→ **Required action**
What follows is a set of entries; retype all of them exactly.

Records provided Block Start

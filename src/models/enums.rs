//! Enums for data modeling
//!
//! # Serde Casing Conventions
//!
//! - `kebab-case`: configuration keywords (DuplicatePolicy)
//! - `camelCase`: values that appear in ODCS documents (EndpointCardinality)
//! - `lowercase`: simple level keywords sent to the modeling service (ModelLevel)

use serde::{Deserialize, Serialize};
use std::fmt;
use std::str::FromStr;

/// Strategy for entities that share a name in the source document
#[derive(Debug, Clone, Copy, PartialEq, Eq, Hash, Default, Serialize, Deserialize)]
#[serde(rename_all = "kebab-case")]
pub enum DuplicatePolicy {
    /// Keep the first entity per name, drop later ones entirely
    IgnoreDuplicates,
    /// Keep every entity, renaming the 2nd, 3rd, ... occurrence to `name_2`, `name_3`, ...
    #[default]
    AddPostfix,
    /// Merge same-named entities, union of attributes by name (first wins)
    CombineAttributes,
}

impl DuplicatePolicy {
    /// All policies, in the order they are offered to users
    pub const ALL: [DuplicatePolicy; 3] = [
        DuplicatePolicy::AddPostfix,
        DuplicatePolicy::IgnoreDuplicates,
        DuplicatePolicy::CombineAttributes,
    ];

    /// User-facing label
    pub fn label(&self) -> &'static str {
        match self {
            DuplicatePolicy::IgnoreDuplicates => "Ignore Duplicates",
            DuplicatePolicy::AddPostfix => "Add Postfix",
            DuplicatePolicy::CombineAttributes => "Combine Attributes",
        }
    }
}

impl FromStr for DuplicatePolicy {
    type Err = String;

    fn from_str(s: &str) -> Result<Self, Self::Err> {
        let normalized = s.trim().to_lowercase().replace([' ', '_'], "-");
        match normalized.as_str() {
            "ignore-duplicates" | "ignore" => Ok(DuplicatePolicy::IgnoreDuplicates),
            "add-postfix" | "postfix" => Ok(DuplicatePolicy::AddPostfix),
            "combine-attributes" | "combine" => Ok(DuplicatePolicy::CombineAttributes),
            _ => Err(format!(
                "Unknown duplicate handling: {}. Use 'ignore-duplicates', 'add-postfix' or 'combine-attributes'.",
                s
            )),
        }
    }
}

impl fmt::Display for DuplicatePolicy {
    fn fmt(&self, f: &mut fmt::Formatter<'_>) -> fmt::Result {
        f.write_str(self.label())
    }
}

/// Crow's feet endpoint cardinality as written in `logicalRelationships`
///
/// Values the importer does not recognise are kept verbatim in `Other` so the
/// ER notation can still draw them with the generic marker.
#[derive(Debug, Clone, PartialEq, Eq, Serialize, Deserialize)]
#[serde(rename_all = "camelCase")]
pub enum EndpointCardinality {
    /// Exactly one - 1..1
    One,
    /// Zero or one (optional single) - 0..1
    ZeroOrOne,
    /// Zero or many (optional multiple) - 0..*
    ZeroOrMany,
    /// One or many (required multiple) - 1..*
    OneOrMany,
    /// Missing or unrecognised value
    #[serde(untagged)]
    Other(Option<String>),
}

impl EndpointCardinality {
    /// Parse from the raw ODCS keyword; never fails
    pub fn parse(raw: Option<&str>) -> Self {
        match raw {
            Some("one") => EndpointCardinality::One,
            Some("zeroOrOne") => EndpointCardinality::ZeroOrOne,
            Some("zeroOrMany") => EndpointCardinality::ZeroOrMany,
            Some("oneOrMany") => EndpointCardinality::OneOrMany,
            other => EndpointCardinality::Other(other.map(str::to_string)),
        }
    }

    /// `one` or `zeroOrOne`
    pub fn is_single(&self) -> bool {
        matches!(
            self,
            EndpointCardinality::One | EndpointCardinality::ZeroOrOne
        )
    }

    /// `zeroOrMany` or `oneOrMany`
    pub fn is_multiple(&self) -> bool {
        matches!(
            self,
            EndpointCardinality::ZeroOrMany | EndpointCardinality::OneOrMany
        )
    }
}

impl fmt::Display for EndpointCardinality {
    fn fmt(&self, f: &mut fmt::Formatter<'_>) -> fmt::Result {
        match self {
            EndpointCardinality::One => f.write_str("one"),
            EndpointCardinality::ZeroOrOne => f.write_str("zeroOrOne"),
            EndpointCardinality::ZeroOrMany => f.write_str("zeroOrMany"),
            EndpointCardinality::OneOrMany => f.write_str("oneOrMany"),
            EndpointCardinality::Other(Some(raw)) => f.write_str(raw),
            EndpointCardinality::Other(None) => f.write_str("unspecified"),
        }
    }
}

/// Which end of a relationship declaration
#[derive(Debug, Clone, Copy, PartialEq, Eq, Serialize, Deserialize)]
#[serde(rename_all = "camelCase")]
pub enum RelationshipSide {
    From,
    To,
}

/// Relationship multiplicity classification
#[derive(Debug, Clone, Copy, PartialEq, Eq, Serialize, Deserialize)]
#[serde(rename_all = "camelCase")]
pub enum CardinalityKind {
    OneToOne,
    /// One-to-many; `many` names the side whose cardinality is multiple
    OneToMany { many: RelationshipSide },
    /// Anything else (many-to-many, missing values); not sent to the modeling service
    Unsupported,
}

impl CardinalityKind {
    /// Classify a pair of endpoint cardinalities
    pub fn classify(from: &EndpointCardinality, to: &EndpointCardinality) -> Self {
        if from.is_single() && to.is_single() {
            CardinalityKind::OneToOne
        } else if from.is_single() && to.is_multiple() {
            CardinalityKind::OneToMany {
                many: RelationshipSide::To,
            }
        } else if from.is_multiple() && to.is_single() {
            CardinalityKind::OneToMany {
                many: RelationshipSide::From,
            }
        } else {
            CardinalityKind::Unsupported
        }
    }

    pub fn is_supported(&self) -> bool {
        !matches!(self, CardinalityKind::Unsupported)
    }
}

/// Model level in the modeling service; only physical models are created
#[derive(Debug, Clone, Copy, PartialEq, Eq, Default, Serialize, Deserialize)]
#[serde(rename_all = "lowercase")]
pub enum ModelLevel {
    #[default]
    Physical,
}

Records provided Block End

→ **Exercise answer**
filename src/models/enums.rs
//! Enums for data modeling
//!
//! # Serde Casing Conventions
//!
//! - `kebab-case`: configuration keywords (DuplicatePolicy)
//! - `camelCase`: values that appear in ODCS documents (EndpointCardinality)
//! - `lowercase`: simple level keywords sent to the modeling service (ModelLevel)

use serde::{Deserialize, Serialize};
use std::fmt;
use std::str::FromStr;

/// Strategy for entities that share a name in the source document
#[derive(Debug, Clone, Copy, PartialEq, Eq, Hash, Default, Serialize, Deserialize)]
#[serde(rename_all = "kebab-case")]
pub enum DuplicatePolicy {
    /// Keep the first entity per name, drop later ones entirely
    IgnoreDuplicates,
    /// Keep every entity, renaming the 2nd, 3rd, ... occurrence to `name_2`, `name_3`, ...
    #[default]
    AddPostfix,
    /// Merge same-named entities, union of attributes by name (first wins)
    CombineAttributes,
}

impl DuplicatePolicy {
    /// All policies, in the order they are offered to users
    pub const ALL: [DuplicatePolicy; 3] = [
        DuplicatePolicy::AddPostfix,
        DuplicatePolicy::IgnoreDuplicates,
        DuplicatePolicy::CombineAttributes,
    ];

    /// User-facing label
    pub fn label(&self) -> &'static str {
        match self {
            DuplicatePolicy::IgnoreDuplicates => "Ignore Duplicates",
            DuplicatePolicy::AddPostfix => "Add Postfix",
            DuplicatePolicy::CombineAttributes => "Combine Attributes",
        }
    }
}

impl FromStr for DuplicatePolicy {
    type Err = String;

    fn from_str(s: &str) -> Result<Self, Self::Err> {
        let normalized = s.trim().to_lowercase().replace([' ', '_'], "-");
        match normalized.as_str() {
            "ignore-duplicates" | "ignore" => Ok(DuplicatePolicy::IgnoreDuplicates),
            "add-postfix" | "postfix" => Ok(DuplicatePolicy::AddPostfix),
            "combine-attributes" | "combine" => Ok(DuplicatePolicy::CombineAttributes),
            _ => Err(format!(
                "Unknown duplicate handling: {}. Use 'ignore-duplicates', 'add-postfix' or 'combine-attributes'.",
                s
            )),
        }
    }
}

impl fmt::Display for DuplicatePolicy {
    fn fmt(&self, f: &mut fmt::Formatter<'_>) -> fmt::Result {
        f.write_str(self.label())
    }
}

/// Crow's feet endpoint cardinality as written in `logicalRelationships`
///
/// Values the importer does not recognise are kept verbatim in `Other` so the
/// ER notation can still draw them with the generic marker.
#[derive(Debug, Clone, PartialEq, Eq, Serialize, Deserialize)]
#[serde(rename_all = "camelCase")]
pub enum EndpointCardinality {
    /// Exactly one - 1..1
    One,
    /// Zero or one (optional single) - 0..1
    ZeroOrOne,
    /// Zero or many (optional multiple) - 0..*
    ZeroOrMany,
    /// One or many (required multiple) - 1..*
    OneOrMany,
    /// Missing or unrecognised value
    #[serde(untagged)]
    Other(Option<String>),
}

impl EndpointCardinality {
    /// Parse from the raw ODCS keyword; never fails
    pub fn parse(raw: Option<&str>) -> Self {
        match raw {
            Some("one") => EndpointCardinality::One,
            Some("zeroOrOne") => EndpointCardinality::ZeroOrOne,
            Some("zeroOrMany") => EndpointCardinality::ZeroOrMany,
            Some("oneOrMany") => EndpointCardinality::OneOrMany,
            other => EndpointCardinality::Other(other.map(str::to_string)),
        }
    }

    /// `one` or `zeroOrOne`
    pub fn is_single(&self) -> bool {
        matches!(
            self,
            EndpointCardinality::One | EndpointCardinality::ZeroOrOne
        )
    }

    /// `zeroOrMany` or `oneOrMany`
    pub fn is_multiple(&self) -> bool {
        matches!(
            self,
            EndpointCardinality::ZeroOrMany | EndpointCardinality::OneOrMany
        )
    }
}

impl fmt::Display for EndpointCardinality {
    fn fmt(&self, f: &mut fmt::Formatter<'_>) -> fmt::Result {
        match self {
            EndpointCardinality::One => f.write_str("one"),
            EndpointCardinality::ZeroOrOne => f.write_str("zeroOrOne"),
            EndpointCardinality::ZeroOrMany => f.write_str("zeroOrMany"),
            EndpointCardinality::OneOrMany => f.write_str("oneOrMany"),
            EndpointCardinality::Other(Some(raw)) => f.write_str(raw),
            EndpointCardinality::Other(None) => f.write_str("unspecified"),
        }
    }
}

/// Which end of a relationship declaration
#[derive(Debug, Clone, Copy, PartialEq, Eq, Serialize, Deserialize)]
#[serde(rename_all = "camelCase")]
pub enum RelationshipSide {
    From,
    To,
}

/// Relationship multiplicity classification
#[derive(Debug, Clone, Copy, PartialEq, Eq, Serialize, Deserialize)]
#[serde(rename_all = "camelCase")]
pub enum CardinalityKind {
    OneToOne,
    /// One-to-many; `many` names the side whose cardinality is multiple
    OneToMany { many: RelationshipSide },
    /// Anything else (many-to-many, missing values); not sent to the modeling service
    Unsupported,
}

impl CardinalityKind {
    /// Classify a pair of endpoint cardinalities
    pub fn classify(from: &EndpointCardinality, to: &EndpointCardinality) -> Self {
        if from.is_single() && to.is_single() {
            CardinalityKind::OneToOne
        } else if from.is_single() && to.is_multiple() {
            CardinalityKind::OneToMany {
                many: RelationshipSide::To,
            }
        } else if from.is_multiple() && to.is_single() {
            CardinalityKind::OneToMany {
                many: RelationshipSide::From,
            }
        } else {
            CardinalityKind::Unsupported
        }
    }

    pub fn is_supported(&self) -> bool {
        !matches!(self, CardinalityKind::Unsupported)
    }
}

/// Model level in the modeling service; only physical models are created
#[derive(Debug, Clone, Copy, PartialEq, Eq, Default, Serialize, Deserialize)]
#[serde(rename_all = "lowercase")]
pub enum ModelLevel {
    #[default]
    Physical,
}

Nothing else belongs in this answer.